→ Required work
Every line of the entries below from the one containing "other infrastructure failure" to the one containing "fn into_response(self) ->", both ends included, must be written out exactly. No other line belongs in the answer.

━━━ Extracted data

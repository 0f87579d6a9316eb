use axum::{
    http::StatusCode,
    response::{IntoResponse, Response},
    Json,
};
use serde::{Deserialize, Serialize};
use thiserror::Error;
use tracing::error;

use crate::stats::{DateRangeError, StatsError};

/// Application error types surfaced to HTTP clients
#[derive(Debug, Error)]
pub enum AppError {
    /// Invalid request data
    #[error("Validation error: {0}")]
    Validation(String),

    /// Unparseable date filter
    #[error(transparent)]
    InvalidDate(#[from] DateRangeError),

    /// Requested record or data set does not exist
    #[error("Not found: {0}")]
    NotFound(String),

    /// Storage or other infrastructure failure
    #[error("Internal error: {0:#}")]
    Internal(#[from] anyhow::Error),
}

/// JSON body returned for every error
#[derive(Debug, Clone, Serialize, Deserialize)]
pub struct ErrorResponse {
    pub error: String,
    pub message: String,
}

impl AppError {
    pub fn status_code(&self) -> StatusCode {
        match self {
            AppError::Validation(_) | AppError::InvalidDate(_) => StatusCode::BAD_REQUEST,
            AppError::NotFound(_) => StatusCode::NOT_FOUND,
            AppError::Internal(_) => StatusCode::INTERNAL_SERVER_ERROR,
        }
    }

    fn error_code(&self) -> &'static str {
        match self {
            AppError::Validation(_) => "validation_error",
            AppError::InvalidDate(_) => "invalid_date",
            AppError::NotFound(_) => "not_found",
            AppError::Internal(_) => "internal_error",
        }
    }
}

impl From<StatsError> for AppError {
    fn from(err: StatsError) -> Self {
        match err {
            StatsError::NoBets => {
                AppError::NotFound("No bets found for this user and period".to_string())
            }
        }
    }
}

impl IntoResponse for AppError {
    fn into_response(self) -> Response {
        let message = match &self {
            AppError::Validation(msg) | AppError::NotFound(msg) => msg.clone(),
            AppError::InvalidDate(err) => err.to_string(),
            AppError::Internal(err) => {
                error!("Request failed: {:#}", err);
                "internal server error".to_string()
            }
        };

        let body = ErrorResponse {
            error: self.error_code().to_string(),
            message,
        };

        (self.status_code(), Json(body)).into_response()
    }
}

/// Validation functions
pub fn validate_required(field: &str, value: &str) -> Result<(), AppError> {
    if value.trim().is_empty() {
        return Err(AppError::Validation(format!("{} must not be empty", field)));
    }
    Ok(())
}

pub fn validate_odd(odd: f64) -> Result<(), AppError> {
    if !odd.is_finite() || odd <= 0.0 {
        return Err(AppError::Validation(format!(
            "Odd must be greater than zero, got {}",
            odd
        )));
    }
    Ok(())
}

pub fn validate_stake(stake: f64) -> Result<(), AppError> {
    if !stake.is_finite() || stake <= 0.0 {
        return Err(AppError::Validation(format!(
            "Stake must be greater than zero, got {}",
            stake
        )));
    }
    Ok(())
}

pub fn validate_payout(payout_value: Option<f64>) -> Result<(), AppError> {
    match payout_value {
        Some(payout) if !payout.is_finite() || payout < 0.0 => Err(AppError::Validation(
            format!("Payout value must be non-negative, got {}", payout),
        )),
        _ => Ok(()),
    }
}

━━━━━━
━━━ Extracted data

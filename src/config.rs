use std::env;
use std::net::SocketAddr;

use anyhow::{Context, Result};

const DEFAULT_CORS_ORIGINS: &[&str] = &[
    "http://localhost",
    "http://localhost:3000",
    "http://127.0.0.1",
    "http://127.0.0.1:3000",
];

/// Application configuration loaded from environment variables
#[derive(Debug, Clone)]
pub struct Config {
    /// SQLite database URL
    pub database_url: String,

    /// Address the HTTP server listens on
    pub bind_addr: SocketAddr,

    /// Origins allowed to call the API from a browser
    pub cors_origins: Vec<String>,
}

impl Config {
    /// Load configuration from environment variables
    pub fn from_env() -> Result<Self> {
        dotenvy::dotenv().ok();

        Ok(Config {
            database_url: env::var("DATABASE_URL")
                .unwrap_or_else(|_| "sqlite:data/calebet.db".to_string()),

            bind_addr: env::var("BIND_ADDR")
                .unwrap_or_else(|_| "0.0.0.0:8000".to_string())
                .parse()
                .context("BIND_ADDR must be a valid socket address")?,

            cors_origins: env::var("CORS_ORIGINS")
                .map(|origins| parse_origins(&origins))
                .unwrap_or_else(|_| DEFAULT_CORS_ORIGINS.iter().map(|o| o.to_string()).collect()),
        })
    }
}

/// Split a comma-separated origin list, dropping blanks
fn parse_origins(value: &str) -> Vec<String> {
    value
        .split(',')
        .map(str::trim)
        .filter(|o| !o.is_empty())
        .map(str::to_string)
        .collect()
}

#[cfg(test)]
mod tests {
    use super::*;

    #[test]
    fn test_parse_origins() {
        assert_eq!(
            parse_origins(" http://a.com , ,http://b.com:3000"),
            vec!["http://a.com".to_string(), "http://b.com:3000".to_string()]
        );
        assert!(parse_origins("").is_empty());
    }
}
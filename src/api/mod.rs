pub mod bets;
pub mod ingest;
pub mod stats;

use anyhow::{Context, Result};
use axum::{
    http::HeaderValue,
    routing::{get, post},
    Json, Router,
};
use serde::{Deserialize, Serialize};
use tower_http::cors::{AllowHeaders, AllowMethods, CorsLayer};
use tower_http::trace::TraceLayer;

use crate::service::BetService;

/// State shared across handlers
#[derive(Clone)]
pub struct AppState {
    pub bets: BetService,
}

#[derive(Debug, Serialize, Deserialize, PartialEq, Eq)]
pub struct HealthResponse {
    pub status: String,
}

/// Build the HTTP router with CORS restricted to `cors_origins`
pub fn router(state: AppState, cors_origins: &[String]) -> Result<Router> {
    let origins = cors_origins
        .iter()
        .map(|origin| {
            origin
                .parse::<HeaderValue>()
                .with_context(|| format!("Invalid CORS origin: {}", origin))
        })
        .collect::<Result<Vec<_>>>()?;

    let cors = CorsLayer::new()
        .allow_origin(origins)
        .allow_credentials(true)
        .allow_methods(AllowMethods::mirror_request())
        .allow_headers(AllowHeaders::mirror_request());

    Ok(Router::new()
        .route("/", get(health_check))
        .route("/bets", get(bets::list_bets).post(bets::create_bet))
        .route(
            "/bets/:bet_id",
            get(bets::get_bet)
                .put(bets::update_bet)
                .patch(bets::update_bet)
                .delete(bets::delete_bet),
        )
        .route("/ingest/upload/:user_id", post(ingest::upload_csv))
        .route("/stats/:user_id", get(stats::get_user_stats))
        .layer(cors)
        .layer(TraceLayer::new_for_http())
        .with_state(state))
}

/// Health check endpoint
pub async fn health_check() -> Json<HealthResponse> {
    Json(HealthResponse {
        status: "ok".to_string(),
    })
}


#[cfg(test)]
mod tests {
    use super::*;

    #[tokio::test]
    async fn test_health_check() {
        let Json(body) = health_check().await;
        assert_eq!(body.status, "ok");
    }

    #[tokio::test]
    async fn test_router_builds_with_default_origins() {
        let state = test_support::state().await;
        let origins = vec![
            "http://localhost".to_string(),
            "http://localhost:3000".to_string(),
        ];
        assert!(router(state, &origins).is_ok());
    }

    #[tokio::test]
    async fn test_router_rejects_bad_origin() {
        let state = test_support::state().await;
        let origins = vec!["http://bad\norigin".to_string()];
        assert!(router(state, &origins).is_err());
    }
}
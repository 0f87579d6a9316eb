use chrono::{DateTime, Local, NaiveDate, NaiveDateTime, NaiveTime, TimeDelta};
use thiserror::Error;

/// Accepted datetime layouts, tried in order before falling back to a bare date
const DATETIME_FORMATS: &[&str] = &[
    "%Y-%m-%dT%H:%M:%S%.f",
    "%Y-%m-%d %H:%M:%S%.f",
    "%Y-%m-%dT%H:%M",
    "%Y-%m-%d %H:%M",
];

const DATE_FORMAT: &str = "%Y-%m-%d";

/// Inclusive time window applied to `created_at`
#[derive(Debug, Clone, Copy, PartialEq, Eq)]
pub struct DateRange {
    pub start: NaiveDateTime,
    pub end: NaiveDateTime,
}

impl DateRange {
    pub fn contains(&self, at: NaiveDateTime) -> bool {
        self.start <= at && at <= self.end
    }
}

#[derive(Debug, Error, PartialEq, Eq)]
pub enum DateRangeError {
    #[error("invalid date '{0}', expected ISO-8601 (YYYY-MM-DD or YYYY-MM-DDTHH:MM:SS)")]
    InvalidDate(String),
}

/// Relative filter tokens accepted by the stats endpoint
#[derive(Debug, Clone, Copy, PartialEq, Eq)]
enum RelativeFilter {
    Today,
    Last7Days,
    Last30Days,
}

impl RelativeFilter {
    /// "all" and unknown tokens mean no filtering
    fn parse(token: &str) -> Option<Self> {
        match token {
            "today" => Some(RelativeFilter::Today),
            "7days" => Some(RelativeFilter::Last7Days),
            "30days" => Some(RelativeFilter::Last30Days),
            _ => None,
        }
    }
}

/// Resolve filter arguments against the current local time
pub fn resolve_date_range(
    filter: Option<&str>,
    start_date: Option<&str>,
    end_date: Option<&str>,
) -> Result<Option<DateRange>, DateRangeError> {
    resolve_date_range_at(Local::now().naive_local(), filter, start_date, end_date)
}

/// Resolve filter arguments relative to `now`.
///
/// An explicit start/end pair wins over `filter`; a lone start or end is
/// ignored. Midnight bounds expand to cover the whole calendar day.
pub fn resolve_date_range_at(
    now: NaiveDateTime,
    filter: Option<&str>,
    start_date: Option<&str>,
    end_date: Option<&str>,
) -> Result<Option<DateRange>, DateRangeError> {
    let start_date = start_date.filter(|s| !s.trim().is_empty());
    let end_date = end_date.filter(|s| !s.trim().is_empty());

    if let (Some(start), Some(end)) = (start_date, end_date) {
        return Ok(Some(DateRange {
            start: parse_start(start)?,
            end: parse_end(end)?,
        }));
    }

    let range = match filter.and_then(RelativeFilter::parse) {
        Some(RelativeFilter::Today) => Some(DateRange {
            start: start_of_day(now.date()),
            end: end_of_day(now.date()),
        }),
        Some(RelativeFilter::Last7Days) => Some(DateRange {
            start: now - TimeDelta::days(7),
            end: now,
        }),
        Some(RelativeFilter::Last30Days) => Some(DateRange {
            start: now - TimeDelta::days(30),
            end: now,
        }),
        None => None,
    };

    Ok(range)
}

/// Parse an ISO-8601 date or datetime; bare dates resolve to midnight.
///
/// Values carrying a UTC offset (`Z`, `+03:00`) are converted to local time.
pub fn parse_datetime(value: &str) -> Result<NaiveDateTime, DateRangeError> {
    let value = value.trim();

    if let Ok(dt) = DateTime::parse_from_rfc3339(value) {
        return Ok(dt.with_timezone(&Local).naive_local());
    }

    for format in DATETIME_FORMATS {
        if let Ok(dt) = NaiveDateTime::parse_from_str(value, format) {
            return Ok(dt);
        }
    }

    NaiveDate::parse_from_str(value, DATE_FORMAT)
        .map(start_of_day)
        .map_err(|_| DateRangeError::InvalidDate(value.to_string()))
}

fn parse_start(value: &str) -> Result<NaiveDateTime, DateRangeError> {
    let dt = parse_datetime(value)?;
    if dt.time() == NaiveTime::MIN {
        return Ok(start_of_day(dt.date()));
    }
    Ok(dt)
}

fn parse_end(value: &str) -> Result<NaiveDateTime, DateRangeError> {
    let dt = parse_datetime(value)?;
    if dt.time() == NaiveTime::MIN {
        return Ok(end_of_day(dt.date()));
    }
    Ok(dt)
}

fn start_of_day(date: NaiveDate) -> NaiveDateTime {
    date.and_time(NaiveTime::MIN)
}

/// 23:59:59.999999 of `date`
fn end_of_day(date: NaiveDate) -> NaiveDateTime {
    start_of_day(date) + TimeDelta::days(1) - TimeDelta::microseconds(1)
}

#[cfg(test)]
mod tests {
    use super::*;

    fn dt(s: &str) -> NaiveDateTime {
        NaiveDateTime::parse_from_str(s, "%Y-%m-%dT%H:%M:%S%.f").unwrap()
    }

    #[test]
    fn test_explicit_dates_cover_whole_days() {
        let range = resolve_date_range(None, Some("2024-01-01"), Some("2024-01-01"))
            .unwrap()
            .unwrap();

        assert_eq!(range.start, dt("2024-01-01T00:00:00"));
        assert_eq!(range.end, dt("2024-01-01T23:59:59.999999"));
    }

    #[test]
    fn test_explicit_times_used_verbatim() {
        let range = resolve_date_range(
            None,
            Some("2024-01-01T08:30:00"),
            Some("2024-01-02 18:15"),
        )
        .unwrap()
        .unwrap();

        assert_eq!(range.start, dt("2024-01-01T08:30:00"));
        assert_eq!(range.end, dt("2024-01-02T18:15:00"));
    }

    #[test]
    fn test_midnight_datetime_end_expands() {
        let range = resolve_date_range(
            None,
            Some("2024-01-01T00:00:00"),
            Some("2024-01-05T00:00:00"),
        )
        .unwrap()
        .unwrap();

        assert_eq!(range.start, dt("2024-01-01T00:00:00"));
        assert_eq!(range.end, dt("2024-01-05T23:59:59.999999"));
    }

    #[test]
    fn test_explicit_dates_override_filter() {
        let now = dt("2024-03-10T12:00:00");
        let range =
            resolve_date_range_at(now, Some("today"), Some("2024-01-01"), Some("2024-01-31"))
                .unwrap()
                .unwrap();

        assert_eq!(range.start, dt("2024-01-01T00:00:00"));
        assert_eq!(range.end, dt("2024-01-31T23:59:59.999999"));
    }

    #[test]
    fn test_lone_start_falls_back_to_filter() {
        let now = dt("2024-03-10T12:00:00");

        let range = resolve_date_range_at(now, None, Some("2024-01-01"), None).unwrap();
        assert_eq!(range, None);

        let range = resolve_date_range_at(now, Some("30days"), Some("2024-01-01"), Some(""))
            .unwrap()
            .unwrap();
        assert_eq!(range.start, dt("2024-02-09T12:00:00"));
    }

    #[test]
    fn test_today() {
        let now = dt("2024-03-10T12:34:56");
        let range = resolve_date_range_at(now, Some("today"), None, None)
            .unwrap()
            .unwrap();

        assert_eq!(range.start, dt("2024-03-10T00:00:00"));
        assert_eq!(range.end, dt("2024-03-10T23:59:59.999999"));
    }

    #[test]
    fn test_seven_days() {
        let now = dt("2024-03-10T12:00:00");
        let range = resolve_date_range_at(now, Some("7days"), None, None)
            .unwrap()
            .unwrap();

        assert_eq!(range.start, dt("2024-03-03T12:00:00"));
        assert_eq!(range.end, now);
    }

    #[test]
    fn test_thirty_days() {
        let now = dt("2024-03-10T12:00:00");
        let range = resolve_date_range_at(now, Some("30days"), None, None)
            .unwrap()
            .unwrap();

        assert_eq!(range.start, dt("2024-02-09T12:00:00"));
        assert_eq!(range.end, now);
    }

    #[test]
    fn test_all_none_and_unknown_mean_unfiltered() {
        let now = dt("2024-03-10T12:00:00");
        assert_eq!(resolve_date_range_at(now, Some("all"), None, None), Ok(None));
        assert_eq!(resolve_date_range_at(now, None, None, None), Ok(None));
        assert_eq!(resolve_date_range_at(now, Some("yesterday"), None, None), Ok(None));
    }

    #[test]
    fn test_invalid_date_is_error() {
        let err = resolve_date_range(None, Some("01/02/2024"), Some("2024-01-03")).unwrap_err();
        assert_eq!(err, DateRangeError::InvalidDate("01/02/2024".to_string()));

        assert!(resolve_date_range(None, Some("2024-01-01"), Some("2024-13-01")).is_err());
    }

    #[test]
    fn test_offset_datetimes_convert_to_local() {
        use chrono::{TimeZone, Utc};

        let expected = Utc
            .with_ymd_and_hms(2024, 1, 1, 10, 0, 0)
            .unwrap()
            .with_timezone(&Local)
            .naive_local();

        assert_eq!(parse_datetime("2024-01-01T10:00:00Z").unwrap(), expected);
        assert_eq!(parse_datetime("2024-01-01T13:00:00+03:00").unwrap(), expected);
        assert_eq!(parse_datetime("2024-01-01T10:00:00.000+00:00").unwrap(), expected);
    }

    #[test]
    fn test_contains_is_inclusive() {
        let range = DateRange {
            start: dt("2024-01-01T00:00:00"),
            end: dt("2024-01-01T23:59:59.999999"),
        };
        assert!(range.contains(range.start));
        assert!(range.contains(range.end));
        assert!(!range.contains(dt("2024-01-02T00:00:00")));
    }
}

━━━━━━

→ Exercise solution
    /// Storage or other infrastructure failure
    #[error("Internal error: {0:#}")]
    Internal(#[from] anyhow::Error),
}

/// JSON body returned for every error
#[derive(Debug, Clone, Serialize, Deserialize)]
pub struct ErrorResponse {
    pub error: String,
    pub message: String,
}

impl AppError {
    pub fn status_code(&self) -> StatusCode {
        match self {
            AppError::Validation(_) | AppError::InvalidDate(_) => StatusCode::BAD_REQUEST,
            AppError::NotFound(_) => StatusCode::NOT_FOUND,
            AppError::Internal(_) => StatusCode::INTERNAL_SERVER_ERROR,
        }
    }

    fn error_code(&self) -> &'static str {
        match self {
            AppError::Validation(_) => "validation_error",
            AppError::InvalidDate(_) => "invalid_date",
            AppError::NotFound(_) => "not_found",
            AppError::Internal(_) => "internal_error",
        }
    }
}

impl From<StatsError> for AppError {
    fn from(err: StatsError) -> Self {
        match err {
            StatsError::NoBets => {
                AppError::NotFound("No bets found for this user and period".to_string())
            }
        }
    }
}

impl IntoResponse for AppError {
    fn into_response(self) -> Response {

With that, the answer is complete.